The Beauty-Death Transaction
Crazy gorgeousness, check. At Duxbury Reef in Bolinas early yesterday morning, a super low tide pulled back the covers not only on all those squirmers and clingers making colorful hay in the kelp, but revealed the geological formation that makes this reef the biggest rocky intertidal in the West. Duxbury is right at the conjunction of two major plates, the Pacific and the North American. You can visibly see where one big time-frame era is laid against another. The reef parallels crumbling cliffs like a double hem stitching the edge of the landscape.

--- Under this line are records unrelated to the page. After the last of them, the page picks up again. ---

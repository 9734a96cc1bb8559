//! Retry configuration and backoff calculation.
//!
//! The delivery worker retries transient collector failures with bounded
//! exponential backoff. This module holds the portable, sync-only pieces:
//!
//! - [`RetryConfig`]: attempt limit, delay bounds, jitter factor
//! - [`backoff_delay`]: exponential backoff with symmetric jitter
//! - [`parse_retry_after`]: parse a `Retry-After` HTTP header
//!
//! The actual async sleep-and-retry loop lives in `oplink-session`, which
//! has access to tokio.

use serde::{Deserialize, Serialize};

// ─────────────────────────────────────────────────────────────────────────────
// Configuration
// ─────────────────────────────────────────────────────────────────────────────

/// Default maximum retry attempts per batch.
pub const DEFAULT_MAX_RETRIES: u32 = 3;
/// Default base delay in milliseconds.
pub const DEFAULT_BASE_DELAY_MS: u64 = 500;
/// Default maximum delay between attempts in milliseconds.
pub const DEFAULT_MAX_DELAY_MS: u64 = 10_000;
/// Default jitter factor (0.0–1.0).
pub const DEFAULT_JITTER_FACTOR: f64 = 0.2;

/// Configuration for batch delivery retries.
#[derive(Clone, Debug, Serialize, Deserialize)]
#[serde(rename_all = "camelCase")]
pub struct RetryConfig {
    /// Maximum number of retry attempts after the first failure (default: 3).
    #[serde(default = "default_max_retries")]
    pub max_retries: u32,
    /// Base delay for exponential backoff in ms (default: 500).
    #[serde(default = "default_base_delay_ms")]
    pub base_delay_ms: u64,
    /// Maximum delay between retries in ms (default: 10000).
    #[serde(default = "default_max_delay_ms")]
    pub max_delay_ms: u64,
    /// Jitter factor 0.0–1.0 (default: 0.2).
    #[serde(default = "default_jitter_factor")]
    pub jitter_factor: f64,
}

fn default_max_retries() -> u32 {
    DEFAULT_MAX_RETRIES
}
fn default_base_delay_ms() -> u64 {
    DEFAULT_BASE_DELAY_MS
}
fn default_max_delay_ms() -> u64 {
    DEFAULT_MAX_DELAY_MS
}
fn default_jitter_factor() -> f64 {
    DEFAULT_JITTER_FACTOR
}

impl Default for RetryConfig {
    fn default() -> Self {
        Self {
            max_retries: DEFAULT_MAX_RETRIES,
            base_delay_ms: DEFAULT_BASE_DELAY_MS,
            max_delay_ms: DEFAULT_MAX_DELAY_MS,
            jitter_factor: DEFAULT_JITTER_FACTOR,
        }
    }
}

// ─────────────────────────────────────────────────────────────────────────────
// Backoff calculation
// ─────────────────────────────────────────────────────────────────────────────

/// Calculate the delay before retry `attempt` (zero-based).
///
/// Formula: `min(max_delay, base_delay * 2^attempt) * (1 + (random*2-1) * jitter)`
///
/// `random` must be a value in `[0.0, 1.0)` from a PRNG; the jitter is
/// symmetric, so a factor of 0.2 varies the delay by ±20%.
#[must_use]
#[allow(
    clippy::cast_precision_loss,
    clippy::cast_possible_truncation,
    clippy::cast_sign_loss
)]
pub fn backoff_delay(attempt: u32, config: &RetryConfig, random: f64) -> u64 {
    let exponential = config
        .base_delay_ms
        .saturating_mul(1u64 << attempt.min(31));
    let capped = exponential.min(config.max_delay_ms);

    // Maps random [0,1) to [-jitter, +jitter]
    let jitter = 1.0 + (random * 2.0 - 1.0) * config.jitter_factor;
    ((capped as f64) * jitter).round().max(0.0) as u64
}

// ─────────────────────────────────────────────────────────────────────────────
// Retry-After header parsing
// ─────────────────────────────────────────────────────────────────────────────

/// Parse a `Retry-After` HTTP header value into a delay in milliseconds.
///
/// The value can be either a number of seconds (e.g. `"30"`) or an
/// HTTP-date. Returns `None` if the value parses as neither.
#[must_use]
pub fn parse_retry_after(value: &str) -> Option<u64> {
    if let Ok(seconds) = value.parse::<u64>() {
        return Some(seconds * 1000);
    }

    if let Ok(date) = chrono::DateTime::parse_from_rfc2822(value) {
        let delay_ms = date
            .signed_duration_since(chrono::Utc::now())
            .num_milliseconds();
        #[allow(clippy::cast_sign_loss)]
        return Some(if delay_ms > 0 { delay_ms as u64 } else { 0 });
    }

    None
}

// ─────────────────────────────────────────────────────────────────────────────
// Tests
// ─────────────────────────────────────────────────────────────────────────────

But my mind wasn’t blown until about midday, on my way home. My friend Diane had alerted me that “the egrets are back” at Audubon Canyon Ranch, and I stopped by to look at two species of these prehistoric white birds building nests in trees, some of them already sitting on eggs that will hatch around Mother’s Day. On my way up the short loop to the main observing spot, I stopped at a lookout over Bolinas Lagoon. The low tide made it a mud flat. The docent offered me a telescope and a look at an unusual grebe. “But what’s that there?” I said. It looked like two deer were mucking about at the shore, but something was not quite right. I picked up a pair of binoculars. A small female deer was wobbling around with a bloody haunch. Her companion was not another deer.
It took a few minutes to register what I was seeing. The doe – no antlers or antler buds on the head — was clearly injured but didn’t otherwise look discomfited. The other animal was a few feet away, worrying something in the grass, or eating. Ah yes, eating. The doe took a few steps to the left. And a fluffy coyote lifted its head and took a lunge at her – straight at her bloody wound. The deer seemed tolerant. I began to obsessively anthropomorphize — any way to try to grasp the situation. The coyote was like a fussy art director, or a mother herding kids in a parking lot, or a police officer keeping a crowd in line, taking a moment here or there to keep the doe within its control but then with seeming nonchalance, stepping away to chew more thoroughly.
The docent was soon transfixed as well. “I’m a writer,” I told him. “I just spent a couple of years in all these wild places in the Rockies and never once saw a big predator take down a big prey. It’s so weird that I’m seeing this right here on the lagoon!” In the not too far distance, a big sand bar was ringed with sunning black ellipses – seals – punctuated regularly by little black commas – their young. The way they curved and the way the sand bar curved was just like the way the reef and the cliffs curved. Nature has its patterns and its processes — and predation is one of the prime-movers of all that we see.
I continued on the trail to watch the egrets. There were plenty of them, snowy egrets and great egrets, doing their plumage showing, rearranging the twigs in their nests. Another docent said, “the males and the females spend equal time sitting on the eggs. They share all the household duties.” The egrets are so pure white, their feathers so soft and luminous against the dark redwood branches, it cooled my mind to watch them. Until I remembered that when the chicks hatch, mom and dad will look on while the two biggest siblings kick the smallest hatchling out of the nest. Family systems theory, anyone?
I swung by to check on the doe-coyote drama below. The doe was dead, a turkey vulture having at it. “A man got out of a car to see what was going on,” the docent told me. “The coyote scooted away.” The docent then went on to tell me the deer had gotten stuck out in the mud flats earlier in the day and a sheriff and humane officer had lifted her out on a canvas tarp, depositing her safely on land, so they thought. He told me it was likely the coyote had chased her into the mud to begin with, but the officers hadn’t known about that. He shook his head at nature red in tooth and claw and remarked that even the benign looking seals herd fish up onto the mud where they can’t get away. All very interesting but this docent’s powers of observation soon came into question. “There was a writer here today,” he told me. “She’s been all over the Rockies and never seen anything like this.” “Is that so?” I said. One last look before I got into my car and back to San Francisco – the coyote had returned to the scene. Evidently better than the docent at paying attention.